American baseball player (born 1985)

Steven Douglas Hill (born March 14, 1985) is an American former professional baseball catcher and first baseman. He played in Major League Baseball (MLB) for the St. Louis Cardinals.

==Career==
Hill played college baseball for Stephen F. Austin University, Eastfield College, Mt. San Jacinto College, and San Jacinto College-North before being selected by the Cardinals in the 13th Round (412th overall) of the 2007 amateur entry draft. Hill played for the Double–A Springfield Cardinals before bypassing the Cardinals Triple–A Memphis Redbirds farm team when he was called up to the major league Cardinals on August 11, 2010. He made his debut on August 15 at Busch Stadium and hit a home run for his first major league hit. He was recalled on September 24 after Yadier Molina was shut down for the season.

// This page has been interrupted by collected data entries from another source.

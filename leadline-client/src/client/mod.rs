//! Client module - REST transport and typed API.

pub mod api;
pub mod http;

// Re-export main types
pub use api::LeadApi;
pub use http::{HttpClient, NetworkHttpClient};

On November 19, Hill was removed from the 40–man roster and sent outright to Memphis.

Hill's contract at Triple–A Memphis was purchased by the St. Louis Cardinals and he was recalled on May 23, 2012. He had two different stints with St. Louis during the season, but saw limited playing time with only ten at–bats, going 2–for–10. He played in 87 minor league games for Memphis batting .266 with 17 home runs and 52 RBI. On November 1, 2012 Hill, along with two other players was outrighted back to Memphis as St. Louis cleared space on their 40-man roster for possible trades and acquisitions.

On December 6, 2012, Hill was selected by the Oakland Athletics in the minor league phase of the Rule 5 draft. Hill announced his retirement from professional baseball on April 2, 2013.